---------- Data to examine

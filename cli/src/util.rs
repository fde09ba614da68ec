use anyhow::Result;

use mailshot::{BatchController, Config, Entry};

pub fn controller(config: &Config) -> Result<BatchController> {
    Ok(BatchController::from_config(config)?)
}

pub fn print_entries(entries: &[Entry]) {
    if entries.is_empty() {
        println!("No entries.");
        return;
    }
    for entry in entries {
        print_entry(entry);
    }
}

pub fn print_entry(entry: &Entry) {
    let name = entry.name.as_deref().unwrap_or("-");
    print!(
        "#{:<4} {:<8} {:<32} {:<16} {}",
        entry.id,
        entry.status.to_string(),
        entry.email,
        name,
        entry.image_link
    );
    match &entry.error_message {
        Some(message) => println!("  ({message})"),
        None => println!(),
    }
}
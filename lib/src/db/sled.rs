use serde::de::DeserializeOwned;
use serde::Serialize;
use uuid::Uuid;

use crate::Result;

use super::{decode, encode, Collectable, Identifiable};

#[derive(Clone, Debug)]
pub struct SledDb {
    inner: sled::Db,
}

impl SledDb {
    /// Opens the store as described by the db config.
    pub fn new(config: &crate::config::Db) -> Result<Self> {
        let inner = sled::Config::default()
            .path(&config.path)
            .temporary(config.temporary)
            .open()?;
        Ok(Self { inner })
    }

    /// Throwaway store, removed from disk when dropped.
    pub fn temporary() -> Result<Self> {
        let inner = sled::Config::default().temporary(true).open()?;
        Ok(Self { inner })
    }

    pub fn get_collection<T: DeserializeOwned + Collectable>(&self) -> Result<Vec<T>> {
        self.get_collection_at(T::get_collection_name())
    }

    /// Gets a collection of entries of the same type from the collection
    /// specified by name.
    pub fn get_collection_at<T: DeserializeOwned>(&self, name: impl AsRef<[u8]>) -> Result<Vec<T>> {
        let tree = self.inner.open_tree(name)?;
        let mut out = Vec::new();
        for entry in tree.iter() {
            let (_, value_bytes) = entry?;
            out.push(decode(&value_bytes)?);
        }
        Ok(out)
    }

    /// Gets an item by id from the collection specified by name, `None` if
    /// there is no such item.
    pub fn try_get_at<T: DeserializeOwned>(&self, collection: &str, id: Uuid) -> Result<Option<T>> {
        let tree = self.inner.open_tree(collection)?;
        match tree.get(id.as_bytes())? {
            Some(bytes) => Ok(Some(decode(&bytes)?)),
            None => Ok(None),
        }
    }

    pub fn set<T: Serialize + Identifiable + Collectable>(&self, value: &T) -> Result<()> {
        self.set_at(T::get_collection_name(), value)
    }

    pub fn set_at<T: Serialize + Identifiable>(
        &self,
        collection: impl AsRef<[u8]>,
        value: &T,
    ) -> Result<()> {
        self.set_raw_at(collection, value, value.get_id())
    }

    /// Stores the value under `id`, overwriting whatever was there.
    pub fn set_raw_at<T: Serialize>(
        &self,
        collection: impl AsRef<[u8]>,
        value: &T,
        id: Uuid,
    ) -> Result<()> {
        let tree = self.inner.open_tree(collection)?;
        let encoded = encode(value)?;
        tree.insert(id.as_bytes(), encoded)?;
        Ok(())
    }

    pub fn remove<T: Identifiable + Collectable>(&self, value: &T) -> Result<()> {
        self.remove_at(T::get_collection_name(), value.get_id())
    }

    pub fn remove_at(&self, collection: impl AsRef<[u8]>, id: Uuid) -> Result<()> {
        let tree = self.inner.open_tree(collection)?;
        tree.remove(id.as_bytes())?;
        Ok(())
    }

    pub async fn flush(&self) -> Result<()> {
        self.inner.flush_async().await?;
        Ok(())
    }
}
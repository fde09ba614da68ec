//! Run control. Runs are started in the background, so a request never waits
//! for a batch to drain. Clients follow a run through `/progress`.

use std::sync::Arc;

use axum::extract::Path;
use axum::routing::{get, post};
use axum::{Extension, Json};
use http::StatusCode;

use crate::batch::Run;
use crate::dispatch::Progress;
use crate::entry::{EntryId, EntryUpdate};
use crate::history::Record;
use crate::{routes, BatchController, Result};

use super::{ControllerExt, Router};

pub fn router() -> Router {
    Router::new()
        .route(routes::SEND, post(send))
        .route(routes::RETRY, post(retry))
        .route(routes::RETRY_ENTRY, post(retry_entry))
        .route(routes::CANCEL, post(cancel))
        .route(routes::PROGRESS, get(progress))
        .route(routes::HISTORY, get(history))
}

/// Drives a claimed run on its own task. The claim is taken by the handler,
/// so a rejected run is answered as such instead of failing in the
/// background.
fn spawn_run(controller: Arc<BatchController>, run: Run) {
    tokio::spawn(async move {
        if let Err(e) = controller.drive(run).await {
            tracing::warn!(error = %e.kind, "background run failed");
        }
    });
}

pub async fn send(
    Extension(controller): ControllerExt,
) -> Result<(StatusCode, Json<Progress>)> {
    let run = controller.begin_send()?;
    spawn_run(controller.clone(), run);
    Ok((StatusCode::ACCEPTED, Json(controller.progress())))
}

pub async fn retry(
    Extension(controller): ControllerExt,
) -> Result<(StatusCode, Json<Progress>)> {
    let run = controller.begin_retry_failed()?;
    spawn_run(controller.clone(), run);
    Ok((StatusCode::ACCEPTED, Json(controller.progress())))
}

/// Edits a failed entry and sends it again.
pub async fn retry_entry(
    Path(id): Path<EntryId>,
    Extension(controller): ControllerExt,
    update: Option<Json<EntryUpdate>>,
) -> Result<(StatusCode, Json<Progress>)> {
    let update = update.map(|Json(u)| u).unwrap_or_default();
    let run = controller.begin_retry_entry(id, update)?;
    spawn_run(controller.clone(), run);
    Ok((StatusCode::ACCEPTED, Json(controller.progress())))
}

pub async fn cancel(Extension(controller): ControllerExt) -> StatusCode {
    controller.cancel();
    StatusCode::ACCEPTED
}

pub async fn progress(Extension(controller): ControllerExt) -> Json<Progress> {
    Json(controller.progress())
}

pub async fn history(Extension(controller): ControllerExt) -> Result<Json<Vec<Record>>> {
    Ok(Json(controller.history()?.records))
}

--------------------

What the task requires: Begin at the top of the records above and quote each line exactly, ending with the line that contains "pub fn print_entry(entry: &Entry)".

Exercise solution:
filename cli/src/util.rs
repository fde09ba614da68ec
use anyhow::Result;

use mailshot::{BatchController, Config, Entry};

pub fn controller(config: &Config) -> Result<BatchController> {
    Ok(BatchController::from_config(config)?)
}

pub fn print_entries(entries: &[Entry]) {
    if entries.is_empty() {
        println!("No entries.");
        return;
    }
    for entry in entries {
        print_entry(entry);
    }
}

pub fn print_entry(entry: &Entry) {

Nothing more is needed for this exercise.